### Your instructions
Comb the records below for the string "insert" and copy each line where it turns up.

### Recorded data

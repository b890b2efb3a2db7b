//! Nullability and FIRST sets over a rule table.

use crate::{Rule, SymbolId, SymbolSet, SymbolTable};

/// A read-only view of a grammar's rules with per-symbol nullability and
/// FIRST sets precomputed.
///
/// Both are the least fixed point of the usual equations, iterated until
/// nothing changes, so left recursion and longer nullable cycles
/// (`A -> B`, `B -> A`, `A ->`) terminate with the right answer.
pub struct Productions<'a> {
    pub symbols: &'a SymbolTable,
    pub rules: &'a [Rule],
    nullable: SymbolSet,
    first: Vec<SymbolSet>,
}

impl<'a> Productions<'a> {
    pub fn new(symbols: &'a SymbolTable, rules: &'a [Rule]) -> Self {
        let (first, nullable) = first_sets(symbols, rules);
        Self {
            symbols,
            rules,
            nullable,
            first,
        }
    }

    /// Whether `sym` can derive the empty string. Terminals never can.
    #[inline]
    pub fn is_nullable(&self, sym: SymbolId) -> bool {
        self.nullable.contains(sym)
    }

    /// FIRST set of a single symbol; a terminal's is itself.
    #[inline]
    pub fn first(&self, sym: SymbolId) -> &SymbolSet {
        &self.first[sym.index()]
    }

    #[inline]
    pub fn is_terminal(&self, sym: SymbolId) -> bool {
        self.symbols.is_terminal(sym)
    }

    /// Rules with `lhs` on the left, in rule-table order.
    pub fn rules_for(&self, lhs: SymbolId) -> impl Iterator<Item = &'a Rule> + '_ {
        self.rules.iter().filter(move |r| r.lhs() == lhs)
    }
}

fn first_sets(symbols: &SymbolTable, rules: &[Rule]) -> (Vec<SymbolSet>, SymbolSet) {
    let mut first = vec![SymbolSet::new(); symbols.len()];
    let mut nullable = SymbolSet::new();
    for (id, sym) in symbols.iter() {
        if sym.is_terminal() {
            first[id.index()].insert(id);
        }
    }
    let mut changed = true;
    while changed {
        changed = false;
        for rule in rules {
            let lhs = rule.lhs();
            let mut all_nullable = true;
            for &sym in rule.rhs().iter() {
                let first_sym = first[sym.index()];
                changed |= first[lhs.index()].merge(&first_sym);
                if !nullable.contains(sym) {
                    all_nullable = false;
                    break;
                }
            }
            if all_nullable {
                changed |= nullable.insert(lhs);
            }
        }
    }
    (first, nullable)
}

#[cfg(test)]
mod tests {
    use super::*;
    use crate::{Grammar, Sequence};

    #[test]
    fn indirect_nullable_cycle_terminates() {
        // A -> B ; B -> A ; B -> x ; C -> A y
        let mut tab = SymbolTable::new();
        let x = tab.terminal('x' as u32).unwrap();
        let y = tab.terminal('y' as u32).unwrap();
        let a = tab.nonterminal("A").unwrap();
        let b = tab.nonterminal("B").unwrap();
        let c = tab.nonterminal("C").unwrap();
        let mut g = Grammar::new(&tab);
        g.add_rule(Rule::new(1, a) >> [b]);
        g.add_rule(Rule::new(2, b) >> [a]);
        g.add_rule(Rule::new(3, b) >> [x]);
        g.add_rule(Rule::new(4, c) >> [a, y]);
        let prods = Productions::new(&tab, g.rules());
        assert!(!prods.is_nullable(a));
        assert!(!prods.is_nullable(b));
        assert_eq!(*prods.first(a), SymbolSet::single(x));
        assert_eq!(*prods.first(c), SymbolSet::single(x));

        g.add_rule(Rule::new(5, a) >> Sequence::new());
        let prods = Productions::new(&tab, g.rules());
        assert!(prods.is_nullable(a));
        assert!(prods.is_nullable(b));
        assert_eq!(*prods.first(c), [x, y].into_iter().collect::<SymbolSet>());
    }

    #[test]
    fn left_recursion_keeps_first_set_finite() {
        // E -> E + n | n
        let mut tab = SymbolTable::new();
        let plus = tab.terminal('+' as u32).unwrap();
        let n = tab.terminal('n' as u32).unwrap();
        let e = tab.nonterminal("E").unwrap();
        let mut g = Grammar::new(&tab);
        g.add_rule(Rule::new(1, e) >> [e, plus, n]);
        g.add_rule(Rule::new(2, e) >> [n]);
        let prods = Productions::new(&tab, g.rules());
        assert_eq!(*prods.first(e), SymbolSet::single(n));
        assert_eq!(*prods.first(plus), SymbolSet::single(plus));
        assert_eq!(prods.rules_for(e).count(), 2);
    }
}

### Response to the exercise
            first[id.index()].insert(id);
                changed |= nullable.insert(lhs);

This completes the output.